-- Dataset extract follows --

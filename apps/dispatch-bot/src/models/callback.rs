use std::fmt;
use thiserror::Error;

pub const CREATE_ORDER_TAG: &str = "createOrder";
pub const CLAIM_TAG: &str = "order";
pub const ARRIVED_TAG: &str = "arrived";
pub const FINISHED_TAG: &str = "finished";

const DELIMITER: char = ':';

/// Action carried in an inline button payload as `<tag>:<order id>`.
#[derive(Debug, Clone, Copy, PartialEq, Eq)]
pub enum CallbackAction {
    CreateOrder,
    Claim(i64),
    Arrived(i64),
    Finished(i64),
}

#[derive(Debug, Error, PartialEq, Eq)]
pub enum CallbackParseError {
    #[error("unknown callback action `{0}`")]
    UnknownAction(String),
    #[error("callback `{0}` has no valid order id")]
    MalformedOrderId(String),
}

impl CallbackAction {
    pub fn to_payload(&self) -> String {
        self.to_string()
    }

    pub fn parse(payload: &str) -> Result<Self, CallbackParseError> {
        let mut parts = payload.split(DELIMITER);
        let tag = parts.next().unwrap_or_default();
        let mut order_id = || {
            parts
                .next()
                .and_then(|id| id.trim().parse::<i64>().ok())
                .ok_or_else(|| CallbackParseError::MalformedOrderId(payload.to_string()))
        };

        match tag {
            CREATE_ORDER_TAG => Ok(CallbackAction::CreateOrder),
            CLAIM_TAG => Ok(CallbackAction::Claim(order_id()?)),
            ARRIVED_TAG => Ok(CallbackAction::Arrived(order_id()?)),
            FINISHED_TAG => Ok(CallbackAction::Finished(order_id()?)),
            other => Err(CallbackParseError::UnknownAction(other.to_string())),
        }
    }
}

impl fmt::Display for CallbackAction {
    fn fmt(&self, f: &mut fmt::Formatter<'_>) -> fmt::Result {
        match self {
            CallbackAction::CreateOrder => f.write_str(CREATE_ORDER_TAG),
            CallbackAction::Claim(id) => write!(f, "{}{}{}", CLAIM_TAG, DELIMITER, id),
            CallbackAction::Arrived(id) => write!(f, "{}{}{}", ARRIVED_TAG, DELIMITER, id),
            CallbackAction::Finished(id) => write!(f, "{}{}{}", FINISHED_TAG, DELIMITER, id),
        }
    }
}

-- Dataset extract concluded --

▶ **Directions for this task**
Each line above, from the one that contains "let tag = parts.next().unwrap_or_default();" to the last line of the records, should be repeated exactly. Leave out all others.

▶ **Exercise solution**
        let tag = parts.next().unwrap_or_default();
        let mut order_id = || {
            parts
                .next()
                .and_then(|id| id.trim().parse::<i64>().ok())
                .ok_or_else(|| CallbackParseError::MalformedOrderId(payload.to_string()))
        };

        match tag {
            CREATE_ORDER_TAG => Ok(CallbackAction::CreateOrder),
            CLAIM_TAG => Ok(CallbackAction::Claim(order_id()?)),
            ARRIVED_TAG => Ok(CallbackAction::Arrived(order_id()?)),
            FINISHED_TAG => Ok(CallbackAction::Finished(order_id()?)),
            other => Err(CallbackParseError::UnknownAction(other.to_string())),
        }
    }
}

impl fmt::Display for CallbackAction {
    fn fmt(&self, f: &mut fmt::Formatter<'_>) -> fmt::Result {
        match self {
            CallbackAction::CreateOrder => f.write_str(CREATE_ORDER_TAG),
            CallbackAction::Claim(id) => write!(f, "{}{}{}", CLAIM_TAG, DELIMITER, id),
            CallbackAction::Arrived(id) => write!(f, "{}{}{}", ARRIVED_TAG, DELIMITER, id),
            CallbackAction::Finished(id) => write!(f, "{}{}{}", FINISHED_TAG, DELIMITER, id),
        }
    }
}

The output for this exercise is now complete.